(YOUR TASK): What lines in the records include the string "wrong"? Return each one.

(DATA SECTION):
//! Sign-in route handlers.
//!
//! One screen, two ways in: password, or a one-time code sent by email.
//! Failures redirect back to the screen with an `error` message, which the
//! template shows as a toast.

use askama::Template;
use askama_web::WebTemplate;
use axum::{
    Form, Json,
    extract::{Query, State},
    http::StatusCode,
    response::{IntoResponse, Redirect, Response},
};
use serde::Deserialize;
use tower_sessions::Session;

use crate::error::{AppError, Result};
use crate::middleware::{clear_current_user, set_current_user};
use crate::models::{SignInStep, User};
use crate::state::AppState;

// =============================================================================
// Form Types
// =============================================================================

/// Password sign-in form data.
#[derive(Debug, Deserialize)]
pub struct PasswordForm {
    pub email: String,
    pub password: String,
}

/// One-time code request.
#[derive(Debug, Deserialize)]
pub struct CodeRequestForm {
    pub email: String,
}

/// One-time code sign-in form data.
#[derive(Debug, Deserialize)]
pub struct CodeForm {
    pub email: String,
    pub code: String,
}

/// Query parameters carried between sign-in steps.
#[derive(Debug, Deserialize)]
pub struct SignInQuery {
    pub email: Option<String>,
    pub error: Option<String>,
}

// =============================================================================
// Templates
// =============================================================================

/// Sign-in page template.
#[derive(Template, WebTemplate)]
#[template(path = "auth/sign_in.html")]
pub struct SignInTemplate {
    pub step: SignInStep,
    pub email: String,
    pub error: Option<String>,
}

fn sign_in_redirect(path: &str, email: &str, error: Option<&AppError>) -> Response {
    let mut location = format!("{path}?email={}", urlencoding::encode(email.trim()));
    if let Some(error) = error {
        location.push_str("&error=");
        location.push_str(&urlencoding::encode(&error.public_message()));
    }
    Redirect::to(&location).into_response()
}

async fn start_session(session: &Session, user: &User) -> Result<Redirect> {
    set_current_user(session, user).await?;
    Ok(Redirect::to("/"))
}

// =============================================================================
// Password
// =============================================================================

/// Display the sign-in page.
pub async fn sign_in_page(Query(query): Query<SignInQuery>) -> impl IntoResponse {
    SignInTemplate {
        step: SignInStep::Password,
        email: query.email.unwrap_or_default(),
        error: query.error,
    }
}

/// Handle password submission.
pub async fn sign_in(
    State(state): State<AppState>,
    session: Session,
    Form(form): Form<PasswordForm>,
) -> Response {
    let result = match state.auth().login_with_password(&form.email, &form.password).await {
        Ok(user) => start_session(&session, &user).await,
        Err(e) => Err(e.into()),
    };

    match result {
        Ok(redirect) => redirect.into_response(),
        Err(e) => {
            tracing::warn!(error = %e, "Password sign-in failed");
            sign_in_redirect("/auth/sign-in", &form.email, Some(&e))
        }
    }
}

// =============================================================================
// One-Time Code
// =============================================================================

/// Issue a code from the password screen and move to the code step.
pub async fn request_unique_code(
    State(state): State<AppState>,
    Form(form): Form<CodeRequestForm>,
) -> Response {
    match state.auth().request_sign_in_code(&form.email).await {
        Ok(()) => sign_in_redirect("/auth/sign-in/code", &form.email, None),
        Err(e) => {
            let e = AppError::from(e);
            tracing::warn!(error = %e, "Sign-in code request failed");
            sign_in_redirect("/auth/sign-in", &form.email, Some(&e))
        }
    }
}

/// Display the code step.
pub async fn code_page(Query(query): Query<SignInQuery>) -> impl IntoResponse {
    SignInTemplate {
        step: SignInStep::UseUniqueCodeFromPassword,
        email: query.email.unwrap_or_default(),
        error: query.error,
    }
}

/// Handle code submission. The code is consumed on success.
pub async fn sign_in_with_code(
    State(state): State<AppState>,
    session: Session,
    Form(form): Form<CodeForm>,
) -> Response {
    let result = match state.auth().sign_in_with_code(&form.email, &form.code).await {
        Ok(user) => start_session(&session, &user).await,
        Err(e) => Err(e.into()),
    };

    match result {
        Ok(redirect) => redirect.into_response(),
        Err(e) => {
            tracing::warn!(error = %e, "Code sign-in failed");
            sign_in_redirect("/auth/sign-in/code", &form.email, Some(&e))
        }
    }
}

/// JSON variant of the code request used by scripts on the sign-in page.
pub async fn magic_generate(
    State(state): State<AppState>,
    Json(body): Json<CodeRequestForm>,
) -> Result<StatusCode> {
    state.auth().request_sign_in_code(&body.email).await?;
    Ok(StatusCode::NO_CONTENT)
}

// =============================================================================
// Sign-Out
// =============================================================================

pub async fn sign_out(session: Session) -> Result<Redirect> {
    clear_current_user(&session).await?;
    Ok(Redirect::to("/auth/sign-in"))
}

#[cfg(test)]
mod tests {
    use super::*;
    use crate::services::AuthError;

    #[test]
    fn test_sign_in_redirect_carries_error() {
        let error = AppError::from(AuthError::InvalidCredentials);
        let response = sign_in_redirect("/auth/sign-in", " ana@example.com ", Some(&error));
        let location = response
            .headers()
            .get("location")
            .and_then(|v| v.to_str().ok())
            .unwrap_or_default()
            .to_string();

        assert_eq!(
            location,
            "/auth/sign-in?email=ana%40example.com&error=Invalid%20email%20or%20password"
        );
    }

    #[test]
    fn test_server_error_message_is_generic() {
        let error = AppError::Internal("pool timed out".to_string());
        let response = sign_in_redirect("/auth/sign-in", "a@b.co", Some(&error));
        let location = response
            .headers()
            .get("location")
            .and_then(|v| v.to_str().ok())
            .unwrap_or_default()
            .to_string();

        assert!(location.contains("There%20was%20a%20problem"));
        assert!(!location.contains("pool"));
    }

    #[test]
    fn test_password_step_renders_password_form() {
        let html = SignInTemplate {
            step: SignInStep::Password,
            email: "ana@example.com".to_string(),
            error: None,
        }
        .render()
        .unwrap_or_default();

        assert!(html.contains(r#"action="/auth/sign-in""#));
        assert!(html.contains(r#"action="/auth/sign-in/unique-code""#));
        assert!(!html.contains("Oh no! Something went wrong."));
    }

    #[test]
    fn test_code_step_renders_toast() {
        let html = SignInTemplate {
            step: SignInStep::UseUniqueCodeFromPassword,
            email: "ana@example.com".to_string(),
            error: Some("Invalid or expired code".to_string()),
        }
        .render()
        .unwrap_or_default();

        assert!(html.contains(r#"action="/auth/sign-in/code""#));
        assert!(html.contains("Oh no! Something went wrong."));
        assert!(html.contains("Invalid or expired code"));
    }
}
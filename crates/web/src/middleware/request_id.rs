//! Request ID middleware for request tracing and correlation.
//!
//! Reuses an upstream `x-request-id` when present, otherwise generates a
//! UUID v4. The ID is recorded on the tracing span, tagged in the Sentry
//! scope and echoed back in the response headers.

use axum::{extract::Request, http::HeaderValue, middleware::Next, response::Response};
use tracing::Span;
use uuid::Uuid;

/// The HTTP header name for request IDs.
pub const REQUEST_ID_HEADER: &str = "x-request-id";

/// Middleware that ensures every request has a unique request ID.
pub async fn request_id_middleware(request: Request, next: Next) -> Response {
    let request_id = request
        .headers()
        .get(REQUEST_ID_HEADER)
        .and_then(|h| h.to_str().ok())
        .filter(|id| !id.is_empty())
        .map_or_else(|| Uuid::new_v4().to_string(), String::from);

    Span::current().record("request_id", &request_id);

    sentry::configure_scope(|scope| {
        scope.set_tag("request_id", &request_id);
    });

    let mut response = next.run(request).await;

    if let Ok(value) = HeaderValue::from_str(&request_id) {
        response.headers_mut().insert(REQUEST_ID_HEADER, value);
    }

    response
}
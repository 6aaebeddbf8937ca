//! Workspace and address domain types.

use chrono::{DateTime, Utc};
use serde::Serialize;

use tidi_core::{AddressId, Slug, UserId, WorkspaceId};

/// A tenant business record owned by a user.
#[derive(Debug, Clone, PartialEq, Eq, Serialize)]
pub struct Workspace {
    pub id: WorkspaceId,
    pub name: String,
    pub slug: Slug,
    pub owner_id: UserId,
    pub address_id: Option<AddressId>,
    pub logo: Option<String>,
    pub email: Option<String>,
    pub phone: Option<String>,
    pub created_at: DateTime<Utc>,
    pub updated_at: DateTime<Utc>,
}

/// Postal address attached to at most one workspace.
#[derive(Debug, Clone, PartialEq, Eq, Serialize)]
pub struct Address {
    pub id: AddressId,
    pub cep: Option<String>,
    pub address: Option<String>,
    pub number: Option<String>,
    pub neighborhood: Option<String>,
    pub city: Option<String>,
    pub state: Option<String>,
    pub complement: Option<String>,
}

/// A workspace together with its address, for the settings screen.
#[derive(Debug, Clone, Serialize)]
pub struct WorkspaceDetail {
    #[serde(flatten)]
    pub workspace: Workspace,
    pub address: Option<Address>,
}
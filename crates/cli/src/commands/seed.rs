//! Seed a workspace catalog from a YAML file.
//!
//! ```yaml
//! products:
//!   - description: Solar panel 550W
//!     sell_price: "1200.00"
//!     cost_price: "800.00"
//! services:
//!   - label: Installation
//!     price: "500.00"
//! ```
//!
//! ```bash
//! tidi-cli seed catalog --workspace acme --file catalog.yaml
//! ```

use std::path::Path;

use serde::Deserialize;
use tracing::{error, info};

use tidi_core::{Money, WorkspaceRef};
use tidi_web::db::{CatalogRepository, WorkspaceRepository};

use super::connect;

#[derive(Debug, Default, Deserialize)]
#[serde(deny_unknown_fields)]
pub struct CatalogFile {
    #[serde(default)]
    pub products: Vec<ProductEntry>,
    #[serde(default)]
    pub services: Vec<ServiceEntry>,
}

#[derive(Debug, Deserialize)]
pub struct ProductEntry {
    pub description: String,
    pub sell_price: Money,
    pub cost_price: Money,
}

#[derive(Debug, Deserialize)]
pub struct ServiceEntry {
    pub label: String,
    pub price: Money,
}

/// Problems found in a catalog file, one message per entry.
#[must_use]
pub fn validate(catalog: &CatalogFile) -> Vec<String> {
    let mut errors = Vec::new();

    for (i, product) in catalog.products.iter().enumerate() {
        if product.description.trim().is_empty() {
            errors.push(format!("products[{i}]: description is empty"));
        }
        if product.sell_price < Money::ZERO || product.cost_price < Money::ZERO {
            errors.push(format!("products[{i}]: prices cannot be negative"));
        }
    }

    for (i, service) in catalog.services.iter().enumerate() {
        if service.label.trim().is_empty() {
            errors.push(format!("services[{i}]: label is empty"));
        }
        if service.price < Money::ZERO {
            errors.push(format!("services[{i}]: price cannot be negative"));
        }
    }

    errors
}

/// Insert every entry of `file_path` into the workspace's catalog.
///
/// # Errors
///
/// Returns an error if the file is missing or invalid, the workspace does
/// not exist, or database operations fail.
pub async fn catalog(workspace: &str, file_path: &str) -> Result<(), Box<dyn std::error::Error>> {
    let path = Path::new(file_path);
    if !path.exists() {
        return Err(format!("File not found: {file_path}").into());
    }

    info!(path = %file_path, "Loading catalog from file");

    // Read and validate before connecting to the database
    let content = tokio::fs::read_to_string(path).await?;
    let catalog: CatalogFile = serde_yaml::from_str(&content)?;

    let errors = validate(&catalog);
    if !errors.is_empty() {
        error!("Catalog validation failed:");
        for err in &errors {
            error!("  - {err}");
        }
        return Err(format!("{} validation errors found", errors.len()).into());
    }

    let pool = connect().await?;

    let workspace = WorkspaceRepository::new(&pool)
        .find(&WorkspaceRef::parse(workspace))
        .await?
        .ok_or_else(|| format!("Workspace not found: {workspace}"))?;

    let repo = CatalogRepository::new(&pool);
    for product in &catalog.products {
        repo.create_product(
            workspace.id,
            product.description.trim(),
            product.sell_price,
            product.cost_price,
        )
        .await?;
    }
    for service in &catalog.services {
        repo.create_service(workspace.id, service.label.trim(), service.price)
            .await?;
    }

    info!("Seeding complete!");
    info!("  Workspace: {} ({})", workspace.name, workspace.id);
    info!("  Products inserted: {}", catalog.products.len());
    info!("  Services inserted: {}", catalog.services.len());

    Ok(())
}
//! Monetary amounts using decimal arithmetic.
//!
//! Catalog prices are stored as `NUMERIC(12, 2)` and all totals are computed
//! with [`rust_decimal::Decimal`], never with floats. Amounts can also arrive
//! from clients, so arithmetic is checked and reports overflow as `None`.

use core::fmt;

use rust_decimal::Decimal;
use serde::{Deserialize, Serialize};

/// An amount of money in the workspace's currency.
///
/// Serialized as a decimal string (`"19.90"`) so no precision is lost on the
/// way to the browser.
#[derive(
    Debug, Clone, Copy, PartialEq, Eq, PartialOrd, Ord, Hash, Default, Serialize, Deserialize,
)]
#[serde(transparent)]
pub struct Money(Decimal);

impl Money {
    /// Zero.
    pub const ZERO: Self = Self(Decimal::ZERO);

    /// Wrap a decimal amount.
    #[must_use]
    pub const fn new(amount: Decimal) -> Self {
        Self(amount)
    }

    /// Build an amount from an integer number of cents.
    #[must_use]
    pub fn from_cents(cents: i64) -> Self {
        Self(Decimal::new(cents, 2))
    }

    /// The underlying decimal.
    #[must_use]
    pub const fn amount(&self) -> Decimal {
        self.0
    }

    /// Multiply by an item quantity. `None` on overflow.
    #[must_use]
    pub fn checked_times(self, quantity: u32) -> Option<Self> {
        self.0.checked_mul(Decimal::from(quantity)).map(Self)
    }

    #[must_use]
    pub fn checked_add(self, rhs: Self) -> Option<Self> {
        self.0.checked_add(rhs.0).map(Self)
    }

    #[must_use]
    pub fn checked_sub(self, rhs: Self) -> Option<Self> {
        self.0.checked_sub(rhs.0).map(Self)
    }

    /// Sum of `amounts`, or `None` if any partial sum overflows.
    pub fn checked_sum<I: IntoIterator<Item = Self>>(amounts: I) -> Option<Self> {
        amounts.into_iter().try_fold(Self::ZERO, Self::checked_add)
    }
}

impl fmt::Display for Money {
    fn fmt(&self, f: &mut fmt::Formatter<'_>) -> fmt::Result {
        write!(f, "{:.2}", self.0)
    }
}

impl From<Decimal> for Money {
    fn from(amount: Decimal) -> Self {
        Self(amount)
    }
}

#[cfg(feature = "postgres")]
impl sqlx::Type<sqlx::Postgres> for Money {
    fn type_info() -> sqlx::postgres::PgTypeInfo {
        <Decimal as sqlx::Type<sqlx::Postgres>>::type_info()
    }

    fn compatible(ty: &sqlx::postgres::PgTypeInfo) -> bool {
        <Decimal as sqlx::Type<sqlx::Postgres>>::compatible(ty)
    }
}

#[cfg(feature = "postgres")]
impl<'r> sqlx::Decode<'r, sqlx::Postgres> for Money {
    fn decode(value: sqlx::postgres::PgValueRef<'r>) -> Result<Self, sqlx::error::BoxDynError> {
        Ok(Self(<Decimal as sqlx::Decode<sqlx::Postgres>>::decode(value)?))
    }
}

#[cfg(feature = "postgres")]
impl sqlx::Encode<'_, sqlx::Postgres> for Money {
    fn encode_by_ref(
        &self,
        buf: &mut sqlx::postgres::PgArgumentBuffer,
    ) -> Result<sqlx::encode::IsNull, sqlx::error::BoxDynError> {
        <Decimal as sqlx::Encode<sqlx::Postgres>>::encode_by_ref(&self.0, buf)
    }
}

(ANSWER FOR THIS EXERCISE):
        assert!(!html.contains("Oh no! Something went wrong."));
        assert!(html.contains("Oh no! Something went wrong."));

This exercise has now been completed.